PROVIDED DATA:
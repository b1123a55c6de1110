//! Append-only hall of fame: one `name seconds` line per win.

use std::fs::OpenOptions;
use std::io::{ErrorKind, Write};
use std::path::{Path, PathBuf};
use std::time::Duration;

use anyhow::Context;

/// Longest name kept in a record
pub const MAX_NAME_LEN: usize = 100;

#[derive(Debug, Clone, PartialEq)]
pub struct Record {
    pub name: String,
    pub seconds: f64,
}

impl Record {
    /// Parse `"<name> <seconds>"`; the name may itself contain spaces.
    pub fn parse(line: &str) -> Option<Self> {
        let (name, seconds) = line.trim_end().rsplit_once(' ')?;
        Some(Self {
            name: name.to_string(),
            seconds: seconds.parse().ok()?,
        })
    }
}

pub struct HallOfFame {
    path: PathBuf,
}

impl HallOfFame {
    pub fn new(path: impl Into<PathBuf>) -> Self {
        Self { path: path.into() }
    }

    pub fn path(&self) -> &Path {
        &self.path
    }

    /// Append a record. Blank names are skipped; returns whether one was written.
    pub fn append(&self, name: &str, elapsed: Duration) -> anyhow::Result<bool> {
        let name: String = name
            .trim()
            .chars()
            .filter(|c| !c.is_control())
            .take(MAX_NAME_LEN)
            .collect();
        if name.is_empty() {
            return Ok(false);
        }

        let mut file = OpenOptions::new()
            .create(true)
            .append(true)
            .open(&self.path)
            .with_context(|| format!("cannot open hall of fame file: {:?}", self.path))?;
        writeln!(file, "{} {:.2}", name, elapsed.as_secs_f64())
            .with_context(|| format!("failed to write hall of fame file: {:?}", self.path))?;
        log::info!("saved {:.2}s for {:?} to {:?}", elapsed.as_secs_f64(), name, self.path);
        Ok(true)
    }

    /// Raw lines of the file, or `None` if nothing has been recorded yet
    pub fn lines(&self) -> anyhow::Result<Option<Vec<String>>> {
        match std::fs::read_to_string(&self.path) {
            Ok(contents) => Ok(Some(contents.lines().map(str::to_string).collect())),
            Err(e) if e.kind() == ErrorKind::NotFound => Ok(None),
            Err(e) => Err(e)
                .with_context(|| format!("failed to read hall of fame file: {:?}", self.path)),
        }
    }

    /// Parsed records in file order; malformed lines are skipped
    pub fn records(&self) -> anyhow::Result<Vec<Record>> {
        Ok(self
            .lines()?
            .unwrap_or_default()
            .iter()
            .filter_map(|line| Record::parse(line))
            .collect())
    }

    pub fn print(&self) -> anyhow::Result<()> {
        println!("\nHall of Fame:");
        match self.lines()? {
            Some(lines) if !lines.is_empty() => {
                for line in lines {
                    println!("{}", line);
                }
            }
            _ => println!("No previous records"),
        }
        Ok(())
    }
}
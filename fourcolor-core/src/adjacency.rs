//! Region adjacency derived from the sampled field.

use crate::voronoi::ComputeBackend;
use crate::{Point, Result, SampleField, SampleGrid};

/// Symmetric adjacency relation over region indices.
///
/// Stored as one flat `capacity * capacity` buffer indexed by
/// `i * capacity + j`. The diagonal is always false.
#[derive(Debug, Clone, PartialEq, Eq)]
pub struct Adjacency {
    capacity: usize,
    cells: Vec<bool>,
}

impl Adjacency {
    pub fn with_capacity(capacity: usize) -> Result<Self> {
        let len = capacity.saturating_mul(capacity);
        let mut cells = Vec::new();
        cells.try_reserve_exact(len)?;
        cells.resize(len, false);
        Ok(Self { capacity, cells })
    }

    pub fn capacity(&self) -> usize {
        self.capacity
    }

    pub fn clear(&mut self) {
        self.cells.fill(false);
    }

    /// Mark `a` and `b` as neighbors. Self pairs and out-of-range indices
    /// are ignored.
    #[inline]
    pub fn mark(&mut self, a: usize, b: usize) {
        if a == b || a >= self.capacity || b >= self.capacity {
            return;
        }
        self.cells[a * self.capacity + b] = true;
        self.cells[b * self.capacity + a] = true;
    }

    #[inline]
    pub fn is_adjacent(&self, a: usize, b: usize) -> bool {
        a < self.capacity && b < self.capacity && self.cells[a * self.capacity + b]
    }

    /// Indices adjacent to `region`, ascending
    pub fn neighbors(&self, region: usize) -> impl Iterator<Item = usize> + '_ {
        let row: &[bool] = if region < self.capacity {
            &self.cells[region * self.capacity..(region + 1) * self.capacity]
        } else {
            &[]
        };
        row.iter()
            .enumerate()
            .filter_map(|(j, &adjacent)| adjacent.then_some(j))
    }

    /// Unordered adjacent pairs `(i, j)` with `i < j`
    pub fn pairs(&self) -> Vec<(usize, usize)> {
        (0..self.capacity)
            .flat_map(|i| self.neighbors(i).filter(move |&j| j > i).map(move |j| (i, j)))
            .collect()
    }

    pub fn edge_count(&self) -> usize {
        self.cells.iter().filter(|&&c| c).count() / 2
    }

    /// Rebuild from a sampled field: every cell is compared with its right
    /// and bottom neighbor, and differing regions are marked adjacent.
    pub fn rebuild(&mut self, field: &SampleField) {
        self.clear();
        let grid = &field.grid;
        for row in 0..grid.rows {
            for col in 0..grid.cols {
                let c = field.region_at(col, row);
                if grid.has_right(col) {
                    let right = field.region_at(col + 1, row);
                    if right != c {
                        self.mark(c, right);
                    }
                }
                if grid.has_below(row) {
                    let below = field.region_at(col, row + 1);
                    if below != c {
                        self.mark(c, below);
                    }
                }
            }
        }
    }

    pub fn from_field(field: &SampleField, capacity: usize) -> Result<Self> {
        let mut adjacency = Self::with_capacity(capacity)?;
        adjacency.rebuild(field);
        Ok(adjacency)
    }
}

/// Sample `seeds` over `grid` with `backend` and rebuild `adjacency` from the
/// result. Returns the field so callers can reuse it for rendering.
pub fn derive_adjacency(
    backend: &mut dyn ComputeBackend,
    seeds: &[Point],
    grid: &SampleGrid,
    adjacency: &mut Adjacency,
) -> Result<SampleField> {
    let field = backend.sample(seeds, grid)?;
    adjacency.rebuild(&field);
    log::debug!(
        "derived {} adjacent pairs among {} regions",
        adjacency.edge_count(),
        seeds.len()
    );
    Ok(field)
}
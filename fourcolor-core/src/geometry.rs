//! Integer plane geometry: points, plane bounds and the sample grid.

use crate::{FourColorError, Result};

/// 2D integer position on the plane
#[derive(Debug, Clone, Copy, PartialEq, Eq, Hash, Default)]
pub struct Point {
    pub x: i32,
    pub y: i32,
}

impl Point {
    pub const fn new(x: i32, y: i32) -> Self {
        Self { x, y }
    }

    /// Squared distance to another point, exact for any pair of `i32`
    /// coordinates.
    #[inline]
    pub fn dist_sq(&self, other: &Point) -> u128 {
        let dx = (self.x as i64 - other.x as i64).unsigned_abs() as u128;
        let dy = (self.y as i64 - other.y as i64).unsigned_abs() as u128;
        dx * dx + dy * dy
    }
}

/// Plane dimensions in pixels
#[derive(Debug, Clone, Copy, PartialEq, Eq)]
pub struct Bounds {
    pub width: u32,
    pub height: u32,
}

impl Bounds {
    pub const fn new(width: u32, height: u32) -> Self {
        Self { width, height }
    }

    pub fn contains(&self, p: Point) -> bool {
        p.x >= 0 && p.y >= 0 && (p.x as u32) < self.width && (p.y as u32) < self.height
    }
}

/// Regular grid of square sample cells covering the plane.
///
/// Cells start at `x = 0, s, 2s, ...` while `x < width` (same for `y`), so the
/// last column or row may hang over the plane edge when `s` does not divide it.
#[derive(Debug, Clone, Copy, PartialEq, Eq)]
pub struct SampleGrid {
    pub bounds: Bounds,
    pub cell_size: u32,
    pub cols: usize,
    pub rows: usize,
}

impl SampleGrid {
    pub fn new(bounds: Bounds, cell_size: u32) -> Result<Self> {
        if bounds.width == 0 || bounds.height == 0 {
            return Err(FourColorError::InvalidConfig(format!(
                "plane must be non-empty, got {}x{}",
                bounds.width, bounds.height
            )));
        }
        if cell_size == 0 {
            return Err(FourColorError::InvalidConfig(
                "cell size must be at least 1".to_string(),
            ));
        }
        Ok(Self {
            bounds,
            cell_size,
            cols: bounds.width.div_ceil(cell_size) as usize,
            rows: bounds.height.div_ceil(cell_size) as usize,
        })
    }

    pub fn len(&self) -> usize {
        self.cols * self.rows
    }

    pub fn is_empty(&self) -> bool {
        self.len() == 0
    }

    /// Top-left corner of a cell
    pub fn origin(&self, col: usize, row: usize) -> Point {
        let s = self.cell_size as i32;
        Point::new(col as i32 * s, row as i32 * s)
    }

    /// Center of a cell, rounded down for even cell sizes
    pub fn center(&self, col: usize, row: usize) -> Point {
        let o = self.origin(col, row);
        let half = (self.cell_size / 2) as i32;
        Point::new(o.x + half, o.y + half)
    }

    pub fn has_right(&self, col: usize) -> bool {
        col + 1 < self.cols
    }

    pub fn has_below(&self, row: usize) -> bool {
        row + 1 < self.rows
    }

    /// Sample cell containing an in-plane pixel
    pub fn cell_at(&self, p: Point) -> Option<(usize, usize)> {
        if !self.bounds.contains(p) {
            return None;
        }
        let s = self.cell_size as usize;
        Some((p.x as usize / s, p.y as usize / s))
    }
}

WORK TASK: Give the number of lines containing "skipped" in the entries, and no other text.

EXERCISE RESPONSE: 2